Ms. Judd, who is pictured above and also on the cover of the Michigan Historical Review this year, was a remarkable woman. She was especially remarkable for leading the formation of a political coalition in Grand Rapids which ended one political machine that had lasted since 1916, transformed the city over a ten year period, and continues to impact Grand Rapids and Kent County politics in the present day.

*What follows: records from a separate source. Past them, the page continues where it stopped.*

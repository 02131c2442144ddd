//! End-to-end recorder walkthrough.
//!
//! Feeds a few cumulative snapshots through a recorder, forces a persist,
//! and reads the complete history back from disk.

use std::collections::HashMap;

use meterlog::collection::{Identity, IdentitySet, Template};
use meterlog::recorder::{RecorderConfig, SnapshotRecorder};
use meterlog::rotator::FileRotator;
use meterlog::snapshot::{Entry, IgnoringObserver, SetKind, Snapshot, TAG_NONE};
use meterlog::Result;

fn main() -> Result<()> {
    env_logger::init();

    let dir = tempfile::tempdir().expect("tempdir");
    println!("=== meterlog demo (store under {}) ===\n", dir.path().display());

    let rotator = FileRotator::new(dir.path(), "dev", 3_600_000, 86_400_000)?;
    let mut recorder = SnapshotRecorder::new(
        rotator,
        Box::new(IgnoringObserver),
        RecorderConfig {
            cookie: "dev".to_string(),
            bucket_duration_millis: 600_000,
            persist_threshold_bytes: 64 * 1024,
            only_tags: false,
        },
    );

    let mut iface_identities = HashMap::new();
    let mut ident = IdentitySet::new();
    ident.insert(Identity::new(1));
    iface_identities.insert("eth0".to_string(), ident);

    // cumulative counters sampled once a minute
    for minute in 0..5i64 {
        let mut snapshot = Snapshot::new(minute * 60_000);
        let mut entry = Entry::new("eth0", 1000, SetKind::Default, TAG_NONE);
        entry.rx_bytes = minute * 50_000;
        entry.rx_packets = minute * 40;
        entry.tx_bytes = minute * 8_000;
        entry.tx_packets = minute * 10;
        snapshot.record(entry);

        let now = 1_700_000_000_000 + minute * 60_000;
        recorder.record_snapshot(snapshot, &iface_identities, now);
        recorder.maybe_persist(now);
        println!("minute {minute}: pending {} bytes", recorder.pending_bytes());
    }

    recorder.force_persist(1_700_000_300_000);
    println!("\nafter force_persist: pending {} bytes", recorder.pending_bytes());

    println!("\nfiles on disk:");
    for entry in std::fs::read_dir(dir.path())? {
        let entry = entry?;
        println!(
            "  {} ({} bytes)",
            entry.file_name().to_string_lossy(),
            entry.metadata()?.len()
        );
    }

    let complete = recorder.get_or_load_complete();
    let totals = complete
        .borrow()
        .summarize(&Template::any(), i64::MIN, i64::MAX);
    println!(
        "\ncomplete history: rx {} bytes / {} packets, tx {} bytes / {} packets",
        totals.rx_bytes, totals.rx_packets, totals.tx_bytes, totals.tx_packets
    );

    Ok(())
}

The coalition that Ms. Judd led was in name non-partisan, but was at its heart a progressive Republican movement that propelled a west Michigan brand of Republicanism seen in politicians such as Gerald Ford, Paul Henry, and to some extent, Vern Ehlers. The end of the Ehlers era this year in some ways returns Kent County Republicans a pre-1949 ideology. The Republican who was bested by Judd in 1949 was Grand Rapids Mayor George Welsh, heeded a political ideology very similar to Justin Amash: minimal governmental spending, the labeling of any governmental role in the economy as unhealthy, and that the best thing for the United States was an unfettered role for private enterprise. In contrast to Welsh, Judd, her close ally Paul Goebel (also a close friend of Gerald Ford), the role of the state was essential to creating a better vision of Grand Rapids that improved the downtown, redeveloped neighborhoods, and connecting the metropolitan region. While Judd and Goebel succeed with many of these challenges, they significantly failed to improve residential neighborhoods or win support among the growing suburbs of Wyoming and Paris Township.
Of course, you could learn about this in greater detail if you read the article. There are plenty of good maps, and if you want political data from Kent County between 1930 and 1960, just let me know (I have truckloads). I consider this article to be the second of my three pieces of Grand Rapids; the first, which was published in 2005, covered the Civil War era in Grand Rapids and other Michigan communities. The third article, for which I will begin researching on next year, will examine the political evolution of Kent and Washtenaw Counties into two distinct political communities between 1964 and 2010. Stay tuned.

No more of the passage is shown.